Now if you’re looking at the DVD artwork and wondering when did T-Rexes learn to fly; I assure you these are not your typical pterodactyls.
More Sci-Fi Channel to DVD news with the just announced February 3rd release of RHI Entertainment’s Black Swarm (review) starring Robert England. Don’t let the Sci-Fi Channel original moniker turn you off; Black Swarm is a surprisingly well made “X-Files”-esque tale of mutant wasps wreaking havoc in small town. You can go back and read my review to learn more about why you ought to give this one a shot, the click here to pre-order it.
Good news for fans of the strange 1994 superhero/horror flick Shrunken Heads: the DVD will be available this Friday. Or was it last Friday? I’m not quite sure. Directed by Richard Elfman (brother of Danny), three kids get murdered by gangbangers; a local voodoo priest then brings them back to life – their talking, flying, murdering shrunken heads to be exact – in order to seek revenge against their killers. Surf over to Full Moon Direct for details on how the order this Charles Band-produced oddity.
Those in need of their shark movie fix will get it on January 6th when First Look Pictures releases the Shark Attack Pack, a DVD five-pack of recent killer shark movies, none of which are any of the actual Shark Attack films (pre-order it). The five: 2001’s Shark Hunter (Antonio Sabato Jr. vs. the megalodon shark that ate his family), 2003’s Dark Waters (Lorenzo Lamas vs. unusually aggressive sharks), 2003’s Shark Zone (A shark biologist terrified of both sharks and water has to save San Francisco from man-eating sharks and treasure-seeking Russian mobsters), 2004’s Blue Demon (a shark with a neutron bomb strapped to it attempts to suicide bomb the Golden Gate Bridge), and Hammerhead (Jeffrey Combs creates a man-shark). All this can by yours for the suggested retail price of $19.99.

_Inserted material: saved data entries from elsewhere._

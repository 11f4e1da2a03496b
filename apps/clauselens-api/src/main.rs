//! ClauseLens API Server - Backend for contract upload and review
//!
//! Provides REST endpoints for:
//! - Document upload and listing
//! - Staged analysis polling and results
//! - Signed file download URLs
//! - Profiles and the legal-assistant chat

use std::net::SocketAddr;
use std::sync::Arc;

use anyhow::Result;
use axum::{
    extract::DefaultBodyLimit,
    routing::{get, post},
    Router,
};
use clap::Parser;
use tower_http::cors::{Any, CorsLayer};
use tower_http::trace::TraceLayer;
use tracing::{info, Level};
use tracing_subscriber::{layer::SubscriberExt, util::SubscriberInitExt, EnvFilter};

mod auth;
mod error;
mod handlers;
mod state;

use state::AppState;

/// Command-line arguments for the ClauseLens API server
#[derive(Parser, Debug)]
#[command(name = "clauselens-api")]
#[command(about = "ClauseLens API server for contract upload and review")]
struct Args {
    /// Port to listen on
    #[arg(short, long, default_value = "3001")]
    port: u16,

    /// Host address to bind to
    #[arg(long, default_value = "0.0.0.0")]
    host: String,

    /// Enable verbose logging
    #[arg(short, long)]
    verbose: bool,
}

/// Route table, shared with the in-crate integration tests.
pub(crate) fn build_router(state: Arc<AppState>) -> Router {
    Router::new()
        // Health check
        .route("/health", get(handlers::health))
        // Profile bootstrap (bearer still required; see handlers::signup)
        .route("/api/signup", post(handlers::signup))
        // Document endpoints
        .route("/api/documents/upload", post(handlers::upload_document))
        .route("/api/documents", get(handlers::list_documents))
        .route(
            "/api/documents/:id/analysis",
            get(handlers::get_document_analysis),
        )
        .route("/api/documents/:id/file", get(handlers::get_document_file))
        // Profile
        .route(
            "/api/profile",
            get(handlers::get_profile).put(handlers::update_profile),
        )
        // Chat assistant
        .route("/api/chat", post(handlers::post_chat))
        // Signed file delivery
        .route("/files/*path", get(handlers::serve_file))
        .layer(DefaultBodyLimit::max(handlers::MAX_UPLOAD_BYTES))
        .with_state(state)
}

#[tokio::main]
async fn main() -> Result<()> {
    // Load .env file if present
    dotenvy::dotenv().ok();

    let args = Args::parse();

    // Initialize logging
    let log_level = if args.verbose {
        Level::DEBUG
    } else {
        Level::INFO
    };

    tracing_subscriber::registry()
        .with(EnvFilter::from_default_env().add_directive(log_level.into()))
        .with(tracing_subscriber::fmt::layer())
        .init();

    info!("Initializing ClauseLens API...");
    let state = Arc::new(AppState::new().await?);

    // CORS configuration for web clients
    let cors = CorsLayer::new()
        .allow_origin(Any)
        .allow_methods(Any)
        .allow_headers(Any);

    let app = build_router(state)
        .layer(TraceLayer::new_for_http())
        .layer(cors);

    let addr: SocketAddr = format!("{}:{}", args.host, args.port).parse()?;
    let listener = tokio::net::TcpListener::bind(addr).await?;

    info!("ClauseLens API listening on http://{}", addr);
    axum::serve(listener, app).await?;

    Ok(())
}
//! Error types for the ClauseLens API

use axum::{
    http::StatusCode,
    response::{IntoResponse, Response},
    Json,
};
use clauselens_core::KvError;
use serde_json::json;
use thiserror::Error;

#[derive(Debug, Error)]
pub enum ApiError {
    #[error("Invalid request: {0}")]
    Validation(String),

    #[error("Authentication required")]
    Auth,

    #[error("Not found: {0}")]
    NotFound(String),

    #[error("Persistence error: {0}")]
    Persistence(#[from] KvError),

    #[error("Internal error: {0}")]
    Dependency(#[from] anyhow::Error),
}

impl IntoResponse for ApiError {
    fn into_response(self) -> Response {
        let (status, message) = match &self {
            ApiError::Validation(msg) => (StatusCode::BAD_REQUEST, msg.clone()),
            ApiError::Auth => (
                StatusCode::UNAUTHORIZED,
                "Authentication required".to_string(),
            ),
            ApiError::NotFound(msg) => (StatusCode::NOT_FOUND, msg.clone()),
            ApiError::Persistence(e) => {
                tracing::error!("Persistence error: {}", e);
                (
                    StatusCode::INTERNAL_SERVER_ERROR,
                    "Internal error".to_string(),
                )
            }
            ApiError::Dependency(e) => {
                tracing::error!("Internal error: {}", e);
                (
                    StatusCode::INTERNAL_SERVER_ERROR,
                    "Internal error".to_string(),
                )
            }
        };

        let body = Json(json!({
            "error": message,
            "status": status.as_u16(),
        }));

        (status, body).into_response()
    }
}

Finally, Wild Eye Releasing has a pair of ultra low budget grindhouse-style shockers coming December 15th courtesy of underground filmmaker Keith Crocker. Blitzkrieg: Escape from Stalag 69 is a throwback to both Nazi sex films and women in prison flicks of the 1970s with USO girls fighting to survive inside the Third Reich’s most wicked POW camp. The other is The Bloody Ape, Crocker’s first feature film shot on Super 8 back in 1998. A 1970 drive-in homage inspired by Edgar Allen Poe’s “Murders in the Rue Morgue”, a bloodthirsty gorilla in heat escapes the local carnival and goes about raping and killing a series of strippers. Both discs will boast a myriad of extras (director’s commentary, interviews, other Keith Crocker short films, and so on). Head over to Wild Eye’s website for more details.